WHAT YOU SHOULD DO
Go through the data below and return each line where the string "cannot" occurs.

TASK DATA

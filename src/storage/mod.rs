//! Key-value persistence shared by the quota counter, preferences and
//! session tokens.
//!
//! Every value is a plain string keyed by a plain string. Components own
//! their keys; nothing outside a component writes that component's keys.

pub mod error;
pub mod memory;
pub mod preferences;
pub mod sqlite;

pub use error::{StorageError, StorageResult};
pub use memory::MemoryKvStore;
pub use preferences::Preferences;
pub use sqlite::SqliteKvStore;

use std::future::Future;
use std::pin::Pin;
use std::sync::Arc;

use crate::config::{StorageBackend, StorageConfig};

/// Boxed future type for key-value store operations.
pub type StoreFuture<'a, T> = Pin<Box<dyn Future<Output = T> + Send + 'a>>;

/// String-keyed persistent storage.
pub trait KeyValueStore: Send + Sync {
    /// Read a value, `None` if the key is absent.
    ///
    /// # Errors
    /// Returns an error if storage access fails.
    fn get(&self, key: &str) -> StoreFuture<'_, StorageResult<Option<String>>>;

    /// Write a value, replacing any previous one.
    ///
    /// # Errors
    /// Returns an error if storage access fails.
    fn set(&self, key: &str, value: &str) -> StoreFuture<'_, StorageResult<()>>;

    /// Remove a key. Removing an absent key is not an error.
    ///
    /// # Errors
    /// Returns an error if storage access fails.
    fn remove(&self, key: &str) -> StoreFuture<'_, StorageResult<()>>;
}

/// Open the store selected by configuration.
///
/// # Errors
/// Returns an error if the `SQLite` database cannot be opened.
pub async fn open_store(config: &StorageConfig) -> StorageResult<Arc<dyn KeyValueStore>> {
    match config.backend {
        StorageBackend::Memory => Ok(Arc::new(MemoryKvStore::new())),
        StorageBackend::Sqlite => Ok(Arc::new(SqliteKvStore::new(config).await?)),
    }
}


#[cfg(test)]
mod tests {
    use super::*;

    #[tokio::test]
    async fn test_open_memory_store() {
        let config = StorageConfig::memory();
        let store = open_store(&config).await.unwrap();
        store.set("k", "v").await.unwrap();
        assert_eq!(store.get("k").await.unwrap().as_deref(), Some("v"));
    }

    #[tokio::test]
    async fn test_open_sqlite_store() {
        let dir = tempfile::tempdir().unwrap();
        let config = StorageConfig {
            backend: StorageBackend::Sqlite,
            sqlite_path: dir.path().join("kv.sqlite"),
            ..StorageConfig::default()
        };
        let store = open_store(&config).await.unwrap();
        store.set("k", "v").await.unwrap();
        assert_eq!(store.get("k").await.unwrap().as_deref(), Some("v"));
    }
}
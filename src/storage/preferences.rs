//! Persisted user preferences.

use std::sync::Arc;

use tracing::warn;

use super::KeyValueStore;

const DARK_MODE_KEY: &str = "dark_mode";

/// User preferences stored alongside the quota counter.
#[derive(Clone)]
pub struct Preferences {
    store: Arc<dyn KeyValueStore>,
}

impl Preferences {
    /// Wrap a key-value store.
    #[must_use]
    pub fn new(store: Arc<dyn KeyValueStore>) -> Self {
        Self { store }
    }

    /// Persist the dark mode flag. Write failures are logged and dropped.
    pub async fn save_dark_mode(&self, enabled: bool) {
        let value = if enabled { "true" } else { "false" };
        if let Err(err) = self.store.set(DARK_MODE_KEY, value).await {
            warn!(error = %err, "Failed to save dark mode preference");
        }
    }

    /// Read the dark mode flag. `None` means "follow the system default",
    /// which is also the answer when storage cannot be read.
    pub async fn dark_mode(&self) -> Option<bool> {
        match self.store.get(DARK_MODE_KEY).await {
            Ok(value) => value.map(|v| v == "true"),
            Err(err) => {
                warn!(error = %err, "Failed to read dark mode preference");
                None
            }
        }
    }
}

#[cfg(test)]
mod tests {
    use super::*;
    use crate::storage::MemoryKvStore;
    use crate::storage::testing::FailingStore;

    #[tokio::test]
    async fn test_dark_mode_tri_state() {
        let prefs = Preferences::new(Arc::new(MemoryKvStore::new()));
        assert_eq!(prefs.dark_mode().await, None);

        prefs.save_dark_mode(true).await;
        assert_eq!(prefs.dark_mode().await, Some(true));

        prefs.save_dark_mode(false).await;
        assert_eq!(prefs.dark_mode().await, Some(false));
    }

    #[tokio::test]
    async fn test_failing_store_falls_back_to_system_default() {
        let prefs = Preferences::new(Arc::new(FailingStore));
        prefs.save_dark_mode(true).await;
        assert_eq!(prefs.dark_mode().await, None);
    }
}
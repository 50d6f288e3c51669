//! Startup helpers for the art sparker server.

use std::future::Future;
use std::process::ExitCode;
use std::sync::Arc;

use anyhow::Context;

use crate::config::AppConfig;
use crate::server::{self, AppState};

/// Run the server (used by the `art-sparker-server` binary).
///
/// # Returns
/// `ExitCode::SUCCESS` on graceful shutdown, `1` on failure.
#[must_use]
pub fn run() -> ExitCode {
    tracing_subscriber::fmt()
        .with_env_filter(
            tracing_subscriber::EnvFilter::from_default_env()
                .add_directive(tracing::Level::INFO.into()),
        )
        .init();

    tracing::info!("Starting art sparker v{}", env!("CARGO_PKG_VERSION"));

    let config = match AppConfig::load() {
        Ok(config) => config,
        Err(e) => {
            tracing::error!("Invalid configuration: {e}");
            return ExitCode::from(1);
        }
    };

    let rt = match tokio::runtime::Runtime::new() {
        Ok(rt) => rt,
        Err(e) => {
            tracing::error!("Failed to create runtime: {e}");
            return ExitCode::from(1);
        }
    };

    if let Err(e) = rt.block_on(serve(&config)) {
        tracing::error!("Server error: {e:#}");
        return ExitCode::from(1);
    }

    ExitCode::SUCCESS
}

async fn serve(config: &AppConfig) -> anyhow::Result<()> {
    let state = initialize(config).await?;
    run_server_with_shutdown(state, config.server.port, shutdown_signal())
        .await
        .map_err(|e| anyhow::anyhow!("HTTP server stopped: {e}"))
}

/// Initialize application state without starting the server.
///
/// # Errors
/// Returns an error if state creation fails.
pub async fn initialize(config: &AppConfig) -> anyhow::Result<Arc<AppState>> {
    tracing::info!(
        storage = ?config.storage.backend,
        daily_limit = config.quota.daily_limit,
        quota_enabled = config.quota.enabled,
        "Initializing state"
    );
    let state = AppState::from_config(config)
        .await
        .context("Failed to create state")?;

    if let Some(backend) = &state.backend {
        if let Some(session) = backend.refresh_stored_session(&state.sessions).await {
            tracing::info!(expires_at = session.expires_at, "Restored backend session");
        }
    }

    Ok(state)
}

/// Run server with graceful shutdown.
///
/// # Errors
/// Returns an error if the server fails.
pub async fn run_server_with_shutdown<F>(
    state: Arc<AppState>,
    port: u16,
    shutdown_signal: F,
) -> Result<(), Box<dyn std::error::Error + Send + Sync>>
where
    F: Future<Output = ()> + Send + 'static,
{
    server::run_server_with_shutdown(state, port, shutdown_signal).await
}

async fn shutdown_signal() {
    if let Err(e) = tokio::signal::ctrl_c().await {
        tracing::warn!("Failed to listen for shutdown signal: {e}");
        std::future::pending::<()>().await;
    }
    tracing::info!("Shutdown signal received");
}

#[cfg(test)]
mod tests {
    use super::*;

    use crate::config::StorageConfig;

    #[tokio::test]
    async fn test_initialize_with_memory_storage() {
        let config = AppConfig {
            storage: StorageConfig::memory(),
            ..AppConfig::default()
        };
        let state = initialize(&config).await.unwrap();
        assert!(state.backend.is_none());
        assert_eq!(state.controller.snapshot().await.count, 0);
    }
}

--

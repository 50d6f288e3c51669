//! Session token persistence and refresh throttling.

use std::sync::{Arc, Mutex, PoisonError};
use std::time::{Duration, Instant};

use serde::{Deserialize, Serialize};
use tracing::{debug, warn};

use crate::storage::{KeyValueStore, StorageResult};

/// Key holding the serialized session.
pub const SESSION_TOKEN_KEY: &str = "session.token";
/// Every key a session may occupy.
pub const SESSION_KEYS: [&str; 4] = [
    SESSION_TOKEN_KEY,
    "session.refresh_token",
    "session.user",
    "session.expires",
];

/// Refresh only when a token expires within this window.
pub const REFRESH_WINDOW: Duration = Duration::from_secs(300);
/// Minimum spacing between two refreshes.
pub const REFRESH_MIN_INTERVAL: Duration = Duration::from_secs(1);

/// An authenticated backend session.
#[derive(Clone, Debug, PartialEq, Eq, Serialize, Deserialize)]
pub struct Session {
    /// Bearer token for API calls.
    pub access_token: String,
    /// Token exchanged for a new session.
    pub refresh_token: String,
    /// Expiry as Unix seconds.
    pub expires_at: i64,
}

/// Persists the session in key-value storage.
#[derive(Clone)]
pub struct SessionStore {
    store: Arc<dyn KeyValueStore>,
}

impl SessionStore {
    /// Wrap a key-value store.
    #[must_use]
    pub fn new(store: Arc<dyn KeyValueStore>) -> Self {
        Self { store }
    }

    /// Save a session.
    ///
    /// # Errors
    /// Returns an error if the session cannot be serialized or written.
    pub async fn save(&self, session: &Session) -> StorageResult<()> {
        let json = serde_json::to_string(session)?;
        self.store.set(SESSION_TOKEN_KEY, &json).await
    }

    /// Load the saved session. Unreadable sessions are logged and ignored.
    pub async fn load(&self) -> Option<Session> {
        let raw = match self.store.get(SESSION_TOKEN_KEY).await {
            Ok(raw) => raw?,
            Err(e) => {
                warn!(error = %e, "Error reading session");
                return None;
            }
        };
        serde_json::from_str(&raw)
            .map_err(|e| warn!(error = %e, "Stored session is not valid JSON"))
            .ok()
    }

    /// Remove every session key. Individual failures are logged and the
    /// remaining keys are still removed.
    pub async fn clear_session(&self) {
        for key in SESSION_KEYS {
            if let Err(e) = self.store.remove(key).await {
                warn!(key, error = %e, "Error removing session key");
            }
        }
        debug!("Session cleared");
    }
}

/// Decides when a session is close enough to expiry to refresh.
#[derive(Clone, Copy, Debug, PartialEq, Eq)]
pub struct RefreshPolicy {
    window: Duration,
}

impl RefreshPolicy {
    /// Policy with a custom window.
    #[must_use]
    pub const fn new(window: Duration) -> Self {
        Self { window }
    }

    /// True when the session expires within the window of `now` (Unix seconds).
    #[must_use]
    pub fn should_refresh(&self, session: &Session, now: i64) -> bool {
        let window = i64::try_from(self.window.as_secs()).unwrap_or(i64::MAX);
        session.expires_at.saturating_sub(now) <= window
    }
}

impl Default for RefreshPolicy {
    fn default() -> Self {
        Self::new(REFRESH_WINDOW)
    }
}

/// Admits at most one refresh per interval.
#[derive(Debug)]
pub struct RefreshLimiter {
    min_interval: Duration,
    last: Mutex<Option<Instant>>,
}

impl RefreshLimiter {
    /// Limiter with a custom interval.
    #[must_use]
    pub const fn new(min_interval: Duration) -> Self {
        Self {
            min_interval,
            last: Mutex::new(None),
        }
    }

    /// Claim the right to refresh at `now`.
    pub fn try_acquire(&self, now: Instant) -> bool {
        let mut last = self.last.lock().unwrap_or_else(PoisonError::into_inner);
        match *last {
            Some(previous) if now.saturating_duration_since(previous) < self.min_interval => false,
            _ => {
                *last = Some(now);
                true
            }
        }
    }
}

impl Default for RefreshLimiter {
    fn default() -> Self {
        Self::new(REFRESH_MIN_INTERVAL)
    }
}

ANSWER AREA
/// Returns an error if the `SQLite` database cannot be opened.
    /// which is also the answer when storage cannot be read.
    /// Returns an error if the session cannot be serialized or written.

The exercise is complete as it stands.